The talks themselves where interesting and the speakers where all good at keeping the room concentrated on the speaker but i found that the talks lacked some technical depth that i would have expected from a programmers conference. On the other hand the first day i was absolutely a wreck because i had to wake up at 5 o'clock. It also might have been my choice in talks, because i just followed the main track which might have been the 'light' version of the conference talks.

matthew

Some notable thing i took away from DPC would be the crash coarse in Zend Framework by Matthew Weier O'Phinney. I especially like the fact that ZF can be used as much or as little as you want, making it ideal for those small projects you have where you just want the ease of use of a framework without the fuss of overcomplicating the project by actually using a full fledged framework.
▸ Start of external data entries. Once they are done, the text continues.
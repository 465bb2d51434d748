//! Error types produced while building and parsing argument schemas.

mod constructors;
mod types;

pub use constructors::is_display_request;
pub use types::{ArgsError, ArgsResult};
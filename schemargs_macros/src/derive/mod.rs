//! Derive implementations, split into attribute parsing and code generation.

use proc_macro2::TokenStream;
use syn::DeriveInput;

mod generate;
mod parse;

/// Expands `#[derive(Record)]`.
pub(crate) fn derive_record(input: &DeriveInput) -> syn::Result<TokenStream> {
    let record = parse::parse_record(input)?;
    let krate = record.attrs.runtime_path();
    Ok(generate::record_impls(&record, &krate))
}

/// Expands `#[derive(ArgEnum)]`.
pub(crate) fn derive_arg_enum(input: &DeriveInput) -> syn::Result<TokenStream> {
    let arg_enum = parse::parse_enum(input)?;
    let krate = arg_enum.attrs.runtime_path();
    Ok(generate::arg_enum_impl(&arg_enum, &krate))
}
PHP 5.3 and PHP 6 - A look ahead by Stefan Priebsch was nice, although it was a pity his talk was only half a hour+. He had a very nice relaxed style of presenting with just the right amount of facts and his own opinions on those. It was nice that he allowed for a discussion on the namespaces feature, but since i don't really care for that feature i would have rather had him cut that short a bit sooner.

The two closing keynotes by respectively Marco Tabini and Terry Chay where also real nice, not so much because of the body of their talks, but more because the energy with which they presented their talks.

terry chaymarco tabini

Marco's talk was mainly about there being no real mayo in america, we should focus on the cost-per-page when considering the business model and that cloud computing can help control those costs.

I don't really remember what Terry's talk was about, except that he used a lot of shrek movie snippets and slagging ruby on rails. His talk was really chaotic and i think missed some focus. But it might also be because it was essentially the last talk of the day so i might have been a bit drowsy. Hearing PHP being compared to a ball with nails sticking out of it was pretty funny though. His reasoning was that PHP might be ugly from a language standpoint, but at least it sticks to things.

A thing i noticed was that there where very little vendor stands, the only three where Zend, PHPWoman and phpGG. I would have at least expected there to be some stand from red hat, mysql and/or oracle.